I thank her for visiting. Here she is, in her own words . …



 

Yuko: Despite my limits being in crowds, I’m often drawn to create works that are saturated with people, inspired by my wallflower observances. Yet there’s always a dialogue that I have between myself and illustration; I’ve uncovered new aspects of myself through the ideas I conjure and the particular attention I pay to certain themes, colors, and even mediums from my own work and of others.

 



 

For instance, I’ve discovered my innate fixation to form characters out of spontaneous blobs and shapes. This drew out of a series of 2″x2″ geometric character paintings I made as Christmas gifts for a group of friends/mentors, and I continued to manipulate the limits of human anatomy since (though admittedly I often default to proportions from Dexter’s Laboratory characters).

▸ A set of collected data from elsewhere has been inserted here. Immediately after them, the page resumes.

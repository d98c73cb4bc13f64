//! Hooks that see a value while it travels along a route.
//!
//! A [`CheckPoint`] may replace the value, decline with
//! [`crate::MapError::NotSupportedContext`] (the value passes through unchanged), or
//! drop it with [`crate::MapError::SkipRoute`]. Any other error aborts the mapping.
//! Route check-points run first, in declaration order, then the map's
//! filters.

use std::fmt;
use std::sync::Arc;

use pointmap_model::{ClassName, Instance, Value};

use crate::error::{ErrorKind, Result};
use crate::route::Route;

/// What a check-point can see besides the value.
#[derive(Debug, Clone, Copy)]
pub struct MappingContext<'a> {
    pub source: &'a dyn Instance,
    pub target_class: &'a ClassName,
}

pub trait CheckPoint: Send + Sync {
    /// Stable identity, used in errors, equality and logs.
    fn name(&self) -> &str;

    fn control(&self, value: Value, route: &Route, context: &MappingContext<'_>) -> Result<Value>;
}

type ControlFn = dyn Fn(Value, &Route, &MappingContext<'_>) -> Result<Value> + Send + Sync;

/// A check-point backed by a closure.
pub struct FnCheckPoint {
    name: String,
    control: Box<ControlFn>,
}

impl FnCheckPoint {
    pub fn new<F>(name: impl Into<String>, control: F) -> Self
    where
        F: Fn(Value, &Route, &MappingContext<'_>) -> Result<Value> + Send + Sync + 'static,
    {
        Self {
            name: name.into(),
            control: Box::new(control),
        }
    }
}

impl fmt::Debug for FnCheckPoint {
    fn fmt(&self, f: &mut fmt::Formatter<'_>) -> fmt::Result {
        f.debug_struct("FnCheckPoint")
            .field("name", &self.name)
            .finish_non_exhaustive()
    }
}

impl CheckPoint for FnCheckPoint {
    fn name(&self) -> &str {
        &self.name
    }

    fn control(&self, value: Value, route: &Route, context: &MappingContext<'_>) -> Result<Value> {
        (self.control)(value, route, context)
    }
}

/// Ordered, immutable list of check-points. Cloning shares the check-points.
#[derive(Clone, Default)]
pub struct CheckPointCollection {
    items: Vec<Arc<dyn CheckPoint>>,
}

impl CheckPointCollection {
    pub fn new() -> Self {
        Self::default()
    }

    /// Returns a new collection with `check_point` appended.
    #[must_use]
    pub fn with(&self, check_point: Arc<dyn CheckPoint>) -> Self {
        let mut items = self.items.clone();
        items.push(check_point);
        Self { items }
    }

    /// Returns a new collection with `other` appended.
    #[must_use]
    pub fn with_all(&self, other: &CheckPointCollection) -> Self {
        let mut items = self.items.clone();
        items.extend(other.items.iter().cloned());
        Self { items }
    }

    pub fn len(&self) -> usize {
        self.items.len()
    }

    pub fn is_empty(&self) -> bool {
        self.items.is_empty()
    }

    pub fn iter(&self) -> impl Iterator<Item = &Arc<dyn CheckPoint>> {
        self.items.iter()
    }

    pub fn names(&self) -> Vec<&str> {
        self.items.iter().map(|c| c.name()).collect()
    }

    /// Runs every check-point in order. Returns `None` when one of them
    /// skips the route.
    pub fn apply(
        &self,
        value: Value,
        route: &Route,
        context: &MappingContext<'_>,
    ) -> Result<Option<Value>> {
        let mut value = value;
        for check_point in &self.items {
            match check_point.control(value.clone(), route, context) {
                Ok(controlled) => value = controlled,
                Err(err) => match err.kind() {
                    ErrorKind::NotSupportedContext => {
                        tracing::trace!(
                            check_point = check_point.name(),
                            route = route.fqn(),
                            "Check-point passed value through"
                        );
                    }
                    ErrorKind::Skip => {
                        tracing::debug!(
                            check_point = check_point.name(),
                            route = route.fqn(),
                            "Check-point skipped route"
                        );
                        return Ok(None);
                    }
                    _ => return Err(err),
                },
            }
        }
        Ok(Some(value))
    }
}

impl fmt::Debug for CheckPointCollection {
    fn fmt(&self, f: &mut fmt::Formatter<'_>) -> fmt::Result {
        f.debug_list().entries(self.names()).finish()
    }
}

impl PartialEq for CheckPointCollection {
    fn eq(&self, other: &Self) -> bool {
        self.names() == other.names()
    }
}

impl FromIterator<Arc<dyn CheckPoint>> for CheckPointCollection {
    fn from_iter<I: IntoIterator<Item = Arc<dyn CheckPoint>>>(iter: I) -> Self {
        Self {
            items: iter.into_iter().collect(),
        }
    }
}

This past Inktober, I explored designing people using the Japanese syllabry, hiragana, which is made out of 46 basic characters. Essentially, I structured the series like an alphabet book where the characters corresponded to a word beginning with the hiragana. Hopefully by the time this comes out, I will have finished them all! I plan to put them all in a chart and print cards for my family.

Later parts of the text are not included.